Keywords: Space Situational Awareness, Geostationary Spacecraft, Pulse Compression Radar
Abstract:
Earthfence is a software defined digital radar system specifically designed to surveil GEO Resident Space Objects (RSOs). The system comprises a large aperture fully-steerable antenna equipped with a digital radar and supercomputer cluster for data analysis. A Data Acquisition system comprises FPGA’s that generate customisable pulses that are amplified and transmitted. Radar return signals are digitised in complex quadrature at the feed on reception and transmitted over secure fiber networks to a Xeon processor cluster that performs pulse decompression and object identification. The radar is operates in all illumination and weather conditions reporting targets typically within 30 seconds of observation. The system operates seven modes that may be tasked autonomously and streamed live using interfaces including the Air Force’s Unified Data Library developed by Bluestaq LLC.

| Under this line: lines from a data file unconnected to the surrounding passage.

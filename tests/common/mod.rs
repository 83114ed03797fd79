//! Shared utilities for integration testing.

#![allow(dead_code)]

use axum::body::Body;
use axum::response::Response as AxumResponse;

use trellis::config::AppConfig;
use trellis::lifecycle::{start, Application};
use trellis::message::{Environment, HttpMessage, Response};

pub const BASE_PATH: &str = "/cts-trellis";

/// Config with the demo routes mounted under [`BASE_PATH`].
pub fn config() -> AppConfig {
    let mut config = AppConfig::default();
    config.routing.base_path = BASE_PATH.to_string();
    config
}

pub fn app() -> Application {
    start(&config()).expect("application should bootstrap")
}

/// Dispatch `method target` with an optional body and content type.
pub fn send(app: &Application, method: &str, target: &str, body: Option<(&str, &str)>) -> Response {
    let mut env = Environment::new(method, target);
    if let Some((content_type, body)) = body {
        env.headers.push(("Content-Type".into(), content_type.into()));
        env.body = body.as_bytes().to_vec();
    }
    app.handle_environment(env).expect("dispatch should succeed")
}

pub fn get(app: &Application, target: &str) -> Response {
    send(app, "GET", target, None)
}

/// Rendered body of `response` as UTF-8.
pub fn body(response: &Response) -> String {
    let mut out = Vec::new();
    response.render(&mut out).expect("render should succeed");
    String::from_utf8(out).expect("body should be UTF-8")
}

pub fn header(response: &Response, name: &str) -> String {
    response.header_line(name)
}

/// Collect an axum response body as UTF-8.
pub async fn read_body(response: AxumResponse) -> String {
    let bytes = axum::body::to_bytes(response.into_body(), usize::MAX)
        .await
        .expect("body should be readable");
    String::from_utf8(bytes.to_vec()).expect("body should be UTF-8")
}

pub fn empty() -> Body {
    Body::empty()
}
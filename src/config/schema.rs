//! Configuration schema definitions.
//!
//! This module defines the complete configuration structure for the application.
//! All types derive Serde traits for deserialization from config files.

use serde::{Deserialize, Serialize};

use crate::message::factory::DEFAULT_BODY_MODE;
use crate::message::response::RENDER_CHUNK_SIZE;

/// Root configuration.
#[derive(Debug, Clone, Deserialize, Serialize, Default)]
#[serde(default)]
pub struct AppConfig {
    /// HTTP host adapter settings.
    pub server: ServerConfig,

    /// Route table settings.
    pub routing: RoutingConfig,

    /// Observability settings.
    pub observability: ObservabilityConfig,

    /// Body stream settings.
    pub streams: StreamConfig,
}

/// HTTP host adapter configuration.
#[derive(Debug, Clone, Deserialize, Serialize)]
#[serde(default)]
pub struct ServerConfig {
    /// Bind address (e.g., "127.0.0.1:8080").
    pub bind_address: String,

    /// Scheme used when building request URIs ("http" or "https").
    pub public_scheme: String,

    /// Total time allowed per request.
    pub request_timeout_secs: u64,

    /// Largest request body accepted, in bytes.
    pub max_body_bytes: usize,
}

impl Default for ServerConfig {
    fn default() -> Self {
        Self {
            bind_address: "127.0.0.1:8080".to_string(),
            public_scheme: "http".to_string(),
            request_timeout_secs: 30,
            max_body_bytes: 1024 * 1024,
        }
    }
}

/// Route table configuration.
#[derive(Debug, Clone, Deserialize, Serialize, Default)]
#[serde(default)]
pub struct RoutingConfig {
    /// Prefix for the built-in web and API routes, e.g. "/cts-trellis".
    /// Empty mounts them at the root.
    pub base_path: String,
}

/// Observability configuration.
#[derive(Debug, Clone, Deserialize, Serialize)]
#[serde(default)]
pub struct ObservabilityConfig {
    /// Log level (trace, debug, info, warn, error). `RUST_LOG` takes precedence.
    pub log_level: String,

    /// Emit JSON log lines instead of human-readable output.
    pub json: bool,
}

impl Default for ObservabilityConfig {
    fn default() -> Self {
        Self {
            log_level: "info".to_string(),
            json: false,
        }
    }
}

/// Body stream configuration.
#[derive(Debug, Clone, Deserialize, Serialize)]
#[serde(default)]
pub struct StreamConfig {
    /// Open mode for in-memory bodies; must allow both reading and writing.
    pub body_mode: String,

    /// Chunk size used when rendering response bodies.
    pub render_chunk_size: usize,
}

impl Default for StreamConfig {
    fn default() -> Self {
        Self {
            body_mode: DEFAULT_BODY_MODE.to_string(),
            render_chunk_size: RENDER_CHUNK_SIZE,
        }
    }
}
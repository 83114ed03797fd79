//! Structured logging.
//!
//! # Responsibilities
//! - Initialize the global `tracing` subscriber
//! - Configure log level from config, overridable through `RUST_LOG`
//!
//! # Design Decisions
//! - JSON format for production, human-readable format for development
//! - Logs go to stderr so stdout stays free for rendered response bodies

use tracing_subscriber::util::TryInitError;
use tracing_subscriber::{layer::SubscriberExt, util::SubscriberInitExt, EnvFilter, Layer};

use crate::config::ObservabilityConfig;

/// Filter used when `RUST_LOG` is unset: the configured level for this crate and
/// `tower_http`, warnings for everything else.
pub fn default_filter(config: &ObservabilityConfig) -> String {
    let level = match config.log_level.to_ascii_lowercase().as_str() {
        level @ ("trace" | "debug" | "info" | "warn" | "error") => level.to_string(),
        _ => "info".to_string(),
    };
    format!("warn,trellis={level},tower_http={level}")
}

/// Install the global subscriber. Fails if one is already installed.
pub fn init_logging(config: &ObservabilityConfig) -> Result<(), TryInitError> {
    let filter =
        EnvFilter::try_from_default_env().unwrap_or_else(|_| EnvFilter::new(default_filter(config)));

    let fmt_layer = if config.json {
        tracing_subscriber::fmt::layer()
            .json()
            .with_current_span(true)
            .with_target(true)
            .with_writer(std::io::stderr)
            .boxed()
    } else {
        tracing_subscriber::fmt::layer()
            .with_target(true)
            .with_writer(std::io::stderr)
            .boxed()
    };

    tracing_subscriber::registry().with(filter).with(fmt_layer).try_init()
}
//! Routing error definitions.

use thiserror::Error;

use crate::message::MessageError;

/// Errors raised while building routes or running handlers.
#[derive(Debug, Error)]
pub enum RoutingError {
    /// The path template could not be compiled into a matcher.
    #[error("Invalid route template '{template}': {source}")]
    Template {
        template: String,
        #[source]
        source: regex::Error,
    },

    /// A handler or response conversion failed in the message layer.
    #[error(transparent)]
    Message(#[from] MessageError),
}

impl RoutingError {
    /// HTTP status the host should answer with.
    pub fn status_code(&self) -> u16 {
        match self {
            RoutingError::Template { .. } => 500,
            RoutingError::Message(err) => err.status_code(),
        }
    }
}

/// Result type for routing operations.
pub type RoutingResult<T> = Result<T, RoutingError>;
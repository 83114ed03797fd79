//! Uploaded file values.

use std::fs::{self, File};
use std::io::Write;
use std::path::Path;
use std::sync::atomic::{AtomicBool, Ordering};
use std::sync::Arc;

use crate::message::error::{MessageError, MessageResult};
use crate::message::stream::Stream;

const COPY_CHUNK_SIZE: usize = 64 * 1024;

/// Upload outcome reported by the hosting environment.
#[repr(u8)]
#[derive(Debug, Clone, Copy, PartialEq, Eq)]
pub enum UploadStatus {
    Ok = 0,
    IniSize = 1,
    FormSize = 2,
    Partial = 3,
    NoFile = 4,
    NoTmpDir = 6,
    CantWrite = 7,
    Extension = 8,
}

impl UploadStatus {
    pub fn code(self) -> u8 {
        self as u8
    }

    pub fn from_code(code: u8) -> Option<Self> {
        match code {
            0 => Some(UploadStatus::Ok),
            1 => Some(UploadStatus::IniSize),
            2 => Some(UploadStatus::FormSize),
            3 => Some(UploadStatus::Partial),
            4 => Some(UploadStatus::NoFile),
            6 => Some(UploadStatus::NoTmpDir),
            7 => Some(UploadStatus::CantWrite),
            8 => Some(UploadStatus::Extension),
            _ => None,
        }
    }
}

/// A file received with a request.
///
/// Clones refer to the same upload; once any of them is moved, all are.
#[derive(Debug, Clone)]
pub struct UploadedFile {
    stream: Arc<Stream>,
    size: Option<u64>,
    status: UploadStatus,
    client_filename: Option<String>,
    client_media_type: Option<String>,
    trusted: bool,
    moved: Arc<AtomicBool>,
}

impl UploadedFile {
    /// Only `Ok` and `NoFile` uploads can be represented.
    pub fn new(
        stream: Arc<Stream>,
        size: Option<u64>,
        status: UploadStatus,
        client_filename: Option<String>,
        client_media_type: Option<String>,
    ) -> MessageResult<Self> {
        if !matches!(status, UploadStatus::Ok | UploadStatus::NoFile) {
            return Err(MessageError::Upload(format!(
                "The file was not uploaded successfully (code {}).",
                status.code()
            )));
        }
        Ok(Self {
            stream,
            size,
            status,
            client_filename,
            client_media_type,
            trusted: false,
            moved: Arc::new(AtomicBool::new(false)),
        })
    }

    /// Flag the backing file as a genuine upload artifact written by the host, which
    /// allows `move_to` to relocate it with a rename instead of copying.
    pub fn mark_trusted(mut self) -> Self {
        self.trusted = true;
        self
    }

    pub fn stream(&self) -> MessageResult<&Arc<Stream>> {
        if self.status != UploadStatus::Ok {
            return Err(MessageError::Upload("The file was not uploaded successfully.".into()));
        }
        if self.is_moved() {
            return Err(MessageError::Upload("The file has already been moved.".into()));
        }
        Ok(&self.stream)
    }

    pub fn size(&self) -> Option<u64> {
        self.size
    }

    pub fn status(&self) -> UploadStatus {
        self.status
    }

    pub fn client_filename(&self) -> Option<&str> {
        self.client_filename.as_deref()
    }

    pub fn client_media_type(&self) -> Option<&str> {
        self.client_media_type.as_deref()
    }

    pub fn is_moved(&self) -> bool {
        self.moved.load(Ordering::Acquire)
    }

    /// Relocate the upload to `target`.
    pub fn move_to(&self, target: impl AsRef<Path>) -> MessageResult<()> {
        let target = target.as_ref();
        let stream = self.stream()?;

        if target.as_os_str().is_empty() {
            return Err(MessageError::Upload("Target path must not be empty.".into()));
        }
        let directory = target
            .parent()
            .filter(|p| !p.as_os_str().is_empty())
            .unwrap_or_else(|| Path::new("."));
        let writable = fs::metadata(directory)
            .map(|m| m.is_dir() && !m.permissions().readonly())
            .unwrap_or(false);
        if !writable {
            return Err(MessageError::Upload(format!(
                "The target directory is not writable: {}",
                target.display()
            )));
        }

        // Claim the move before touching the filesystem; release it again on failure.
        if self
            .moved
            .compare_exchange(false, true, Ordering::AcqRel, Ordering::Acquire)
            .is_err()
        {
            return Err(MessageError::Upload("The file has already been moved.".into()));
        }
        if let Err(e) = self.relocate(stream, target) {
            self.moved.store(false, Ordering::Release);
            return Err(e);
        }
        Ok(())
    }

    fn relocate(&self, stream: &Stream, target: &Path) -> MessageResult<()> {
        match stream.uri() {
            Some(source) if self.trusted => {
                fs::rename(source, target).map_err(MessageError::UploadIo)?;
                tracing::debug!(from = %source.display(), to = %target.display(), "Upload relocated");
            }
            _ => {
                copy_stream(stream, target)?;
                tracing::debug!(to = %target.display(), "Upload copied");
            }
        }
        Ok(())
    }
}

fn copy_stream(stream: &Stream, target: &Path) -> MessageResult<()> {
    let upload_err = |e: MessageError| MessageError::Upload(e.to_string());

    let mut destination = File::create(target).map_err(MessageError::UploadIo)?;
    if stream.is_seekable() {
        stream.rewind().map_err(upload_err)?;
    }
    while !stream.eof() {
        let chunk = stream.read(COPY_CHUNK_SIZE).map_err(upload_err)?;
        if chunk.is_empty() {
            break;
        }
        destination.write_all(&chunk).map_err(MessageError::UploadIo)?;
    }
    destination.flush().map_err(MessageError::UploadIo)
}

The first Earthfence system is in operation at the Algonquin Radio Observatory where it is deployed on the facilities 46m (150 foot) antenna. Operating in C-band the radar detects RSOs with RCS greater than three square meters (32 square feet) and exceeds 25 meter (80 foot) range accuracy at ranges up to 42,000 km (26,000 miles) using an approach that is virtually undetectable.
The system was developed to TRL-9 by Thoth Technology Inc. in collaboration with Analytical Graphics Inc., The Canadian Space Operations Centre (CANSpOC), the Build in Canada Innovation program, and, Defence Research and Development Canada.
In this talk we provide introduce Earthfence and describe development and deployment timelines towards our technical goals to advance our sensitivity to sub-square meter RCS and to extend Earthfence coverage to Low Earth Orbit (LEO). We describe the results of joint operations with other Ground and Space based sensors including the Near Earth Object Surveillance Satellite (NEOSat). We present accuracy comparisons with space-track.org and discuss our recent experiences participating in the Civil-Commercial Operations Cells in Sprint Advanced Concept Training (SACT). Our recent development work on Space Object Identification (SOI) where we utilise additional parameters such as RCS and RF emission in a Bayesian inference model to reduce miss-tagging is discussed. Our work on Non-resolved Object Characterisation using Doppler and Inverse Synthetic Aperture Radar (ISAR) is described.